The research on the vaginal microbiome pregnancy composition dramatically changes postpartum to become less Lactobacillus spp. dominant independent of ethnicity. Lactobacillus are the good, healthy bugs that help to control pathogen populations in the vagina.

With these changes, women may want to consider adding healthy lactobacillus into the vagina postpartum in the form of a postnatal probiotic.

What should you look for in a post-natal probiotic?

The best postnatal probiotics will have a combination of healthy strains found in the microbiomes of ‘healthy’ women. It’s important to note there is a great deal of diversity in healthy microbiomes however these strains have been found by scientists to be the most beneficial overall for vaginal health, regardless of life stage, including prenatal and postpartum, and ethnicity:

Lactobacillus species

The microorganisms that dominate a healthy vagina microbiome and are critical for maintenance of vaginal wellbeing are the Lactobacillus species. Lactobacillus (L.) species produce lactic acid, hydrogen peroxide and other directly antimicrobial agents which have essential role in the fight against microorganisms that cause bacterial vaginosis (BV), yeast infections, and itching and burning symptoms in the vagina.

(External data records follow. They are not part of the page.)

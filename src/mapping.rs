//! Conversions between API wire shapes, nested attribute values and flat
//! attribute paths.
//!
//! Nested blocks are stored as lists (a single `config` block is
//! `[{"min_instances": 1}]`), so every leaf has a flat path such as
//! `config.0.min_instances`.

use std::collections::BTreeMap;

use serde::de::DeserializeOwned;
use serde::Serialize;
use serde_json::{Map, Value};

use crate::error::ProviderError;

/// Resolve a flat path such as `egresses.0.public_gateways.0.ipv4`.
///
/// Numeric segments index into arrays; a numeric segment applied to an object
/// is treated as a key. Explicit nulls resolve to `None`.
pub fn get_path<'a>(root: &'a Value, path: &str) -> Option<&'a Value> {
    let mut current = root;
    for segment in path.split('.') {
        current = match current {
            Value::Object(map) => map.get(segment)?,
            Value::Array(items) => items.get(segment.parse::<usize>().ok()?)?,
            _ => return None,
        };
    }
    if current.is_null() {
        None
    } else {
        Some(current)
    }
}

/// Resolve a flat path inside an attribute map.
pub fn get_path_in<'a>(map: &'a Map<String, Value>, path: &str) -> Option<&'a Value> {
    let (head, rest) = match path.split_once('.') {
        Some((head, rest)) => (head, Some(rest)),
        None => (path, None),
    };
    let value = map.get(head)?;
    match rest {
        Some(rest) => get_path(value, rest),
        None if value.is_null() => None,
        None => Some(value),
    }
}

/// Flatten a nested value into `path → leaf` pairs.
///
/// Empty arrays and objects are kept as leaves so that "cleared" differs from
/// "absent"; nulls are dropped.
pub fn flatten(value: &Value) -> BTreeMap<String, Value> {
    let mut out = BTreeMap::new();
    flatten_into("", value, &mut out);
    out
}

fn flatten_into(prefix: &str, value: &Value, out: &mut BTreeMap<String, Value>) {
    let child = |key: &str| {
        if prefix.is_empty() {
            key.to_string()
        } else {
            format!("{}.{}", prefix, key)
        }
    };
    match value {
        Value::Null => {},
        Value::Object(map) if !map.is_empty() => {
            for (key, v) in map {
                flatten_into(&child(key), v, out);
            }
        },
        Value::Array(items) if !items.is_empty() => {
            for (i, v) in items.iter().enumerate() {
                flatten_into(&child(&i.to_string()), v, out);
            }
        },
        other => {
            if !prefix.is_empty() {
                out.insert(prefix.to_string(), other.clone());
            }
        },
    }
}

/// Serialize a wire record as a single-element block list.
pub fn flatten_block<T: Serialize>(record: &T) -> Result<Value, ProviderError> {
    let value = serde_json::to_value(record)?;
    Ok(match value {
        Value::Null => Value::Array(Vec::new()),
        other => Value::Array(vec![strip_nulls(other)]),
    })
}

/// Serialize a list of wire records as a block list.
pub fn flatten_blocks<T: Serialize>(records: &[T]) -> Result<Value, ProviderError> {
    let items = records
        .iter()
        .map(|r| serde_json::to_value(r).map(strip_nulls))
        .collect::<Result<Vec<_>, _>>()?;
    Ok(Value::Array(items))
}

/// Deserialize the first element of a block list (or a bare object).
pub fn expand_block<T: DeserializeOwned>(value: Option<&Value>) -> Result<Option<T>, ProviderError> {
    let item = match value {
        None | Some(Value::Null) => return Ok(None),
        Some(Value::Array(items)) => match items.first() {
            Some(first) => first,
            None => return Ok(None),
        },
        Some(other) => other,
    };
    Ok(Some(serde_json::from_value(strip_nulls(item.clone()))?))
}

/// Deserialize every element of a block list.
pub fn expand_blocks<T: DeserializeOwned>(value: Option<&Value>) -> Result<Vec<T>, ProviderError> {
    match value {
        Some(Value::Array(items)) => items
            .iter()
            .map(|item| serde_json::from_value(strip_nulls(item.clone())).map_err(Into::into))
            .collect(),
        _ => Ok(Vec::new()),
    }
}

/// Collect strings from a list/set attribute value, skipping non-strings.
pub fn expand_strings(value: Option<&Value>) -> Vec<String> {
    match value {
        Some(Value::Array(items)) => items
            .iter()
            .filter_map(|v| v.as_str().map(str::to_string))
            .collect(),
        _ => Vec::new(),
    }
}

/// Build a set attribute value: sorted and de-duplicated.
pub fn string_set<I, S>(values: I) -> Value
where
    I: IntoIterator<Item = S>,
    S: Into<String>,
{
    let mut items: Vec<String> = values.into_iter().map(Into::into).collect();
    items.sort();
    items.dedup();
    Value::Array(items.into_iter().map(Value::String).collect())
}

/// Build a list attribute value preserving order.
pub fn string_list<I, S>(values: I) -> Value
where
    I: IntoIterator<Item = S>,
    S: Into<String>,
{
    Value::Array(values.into_iter().map(|v| Value::String(v.into())).collect())
}

/// Remove null-valued keys recursively.
pub fn strip_nulls(value: Value) -> Value {
    match value {
        Value::Object(map) => Value::Object(
            map.into_iter()
                .filter(|(_, v)| !v.is_null())
                .map(|(k, v)| (k, strip_nulls(v)))
                .collect(),
        ),
        Value::Array(items) => Value::Array(items.into_iter().map(strip_nulls).collect()),
        other => other,
    }
}

/// Normalize a region slug at ingress.
pub fn normalize_region(region: &str) -> String {
    region.trim().to_lowercase()
}

#[cfg(test)]
mod tests {
    use super::*;
    use serde::Deserialize;
    use serde_json::json;

    #[derive(Debug, Serialize, Deserialize, PartialEq)]
    struct Config {
        min_instances: i64,
        #[serde(skip_serializing_if = "Option::is_none")]
        max_instances: Option<i64>,
    }

    #[test]
    fn test_get_path() {
        let value = json!({"egresses": [{"public_gateways": [{"ipv4": "203.0.113.1"}]}], "n": null});
        assert_eq!(
            get_path(&value, "egresses.0.public_gateways.0.ipv4"),
            Some(&json!("203.0.113.1"))
        );
        assert_eq!(get_path(&value, "egresses.1"), None);
        assert_eq!(get_path(&value, "n"), None);
        assert_eq!(get_path(&value, "missing.0"), None);
    }

    #[test]
    fn test_get_path_in() {
        let map = json!({"config": [{"min_instances": 2}], "name": "pool"});
        let map = map.as_object().unwrap();
        assert_eq!(get_path_in(map, "config.0.min_instances"), Some(&json!(2)));
        assert_eq!(get_path_in(map, "name"), Some(&json!("pool")));
        assert_eq!(get_path_in(map, "nope"), None);
    }

    #[test]
    fn test_flatten() {
        let flat = flatten(&json!({
            "name": "pool",
            "config": [{"min_instances": 1, "max_instances": 3}],
            "tags": [],
            "gone": null
        }));
        assert_eq!(flat.get("name"), Some(&json!("pool")));
        assert_eq!(flat.get("config.0.min_instances"), Some(&json!(1)));
        assert_eq!(flat.get("config.0.max_instances"), Some(&json!(3)));
        assert_eq!(flat.get("tags"), Some(&json!([])));
        assert!(!flat.contains_key("gone"));
    }

    #[test]
    fn test_block_helpers() {
        let block = flatten_block(&Config {
            min_instances: 1,
            max_instances: None,
        })
        .unwrap();
        assert_eq!(block, json!([{"min_instances": 1}]));

        let back: Option<Config> = expand_block(Some(&block)).unwrap();
        assert_eq!(
            back,
            Some(Config {
                min_instances: 1,
                max_instances: None
            })
        );

        let none: Option<Config> = expand_block(Some(&json!([]))).unwrap();
        assert!(none.is_none());

        let bare: Option<Config> = expand_block(Some(&json!({"min_instances": 4, "max_instances": null}))).unwrap();
        assert_eq!(bare.unwrap().min_instances, 4);
    }

    #[test]
    fn test_expand_blocks() {
        let configs: Vec<Config> = expand_blocks(Some(&json!([
            {"min_instances": 1},
            {"min_instances": 2, "max_instances": 5}
        ])))
        .unwrap();
        assert_eq!(configs.len(), 2);
        assert_eq!(configs[1].max_instances, Some(5));
        assert!(expand_blocks::<Config>(None).unwrap().is_empty());
    }

    #[test]
    fn test_string_collections() {
        assert_eq!(string_set(["b", "a", "b"]), json!(["a", "b"]));
        assert_eq!(string_list(["b", "a"]), json!(["b", "a"]));
        assert_eq!(
            expand_strings(Some(&json!(["x", 1, "y"]))),
            vec!["x".to_string(), "y".to_string()]
        );
        assert!(expand_strings(None).is_empty());
    }

    #[test]
    fn test_normalize_region() {
        assert_eq!(normalize_region(" NYC3 "), "nyc3");
    }
}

There are around 20 lactobacillus species that have been detected in the vagina. Recent scientific research has shown that healthy vaginal microflora does not contain high numbers of many different lactobacillus species. Rather, 1 or 2 lactobacillus species are dominant (mainly L. crispatus and L. iners but also L. gasseri and L. jensenii), and other species are rare.

Lactobacillus crispatus

The most important, in fact we like to call it ‘the queen’, of the Lactobacillus species is called Lactobacillus crispatus. It is the most beneficial healthy bacteria in vaginal microbiome of 65% of women. If you get back a vaginal microbiome test, and see L. crispatus dominance in the results it will usually indicate that there is a balanced and healthy vaginal microbiome. L. crispatus creates very stable colonies which protect vaginal environment from BV causing bacteria. 

Lactobacillus gasseri

Lactobacillus gasseri is the ‘second in command’ good bug, entirely connected with the healthy and balanced vaginal microbiome. It is present in healthy vaginal microbiome in more than 40% of women. Although it does not create as stable colonies as L. crispatus, certain L. gasseri strains have the ability to attack bad bugs by releasing antimicrobial substances that interfere with their ability to survive in the vagina and biofilm (a protective layer some bag bugs can create around themselves) formation.

If you’re looking for a vaginal probiotic to maintain a healthy microbiome before and after pregnancy consider one featuring these lactobacillus species.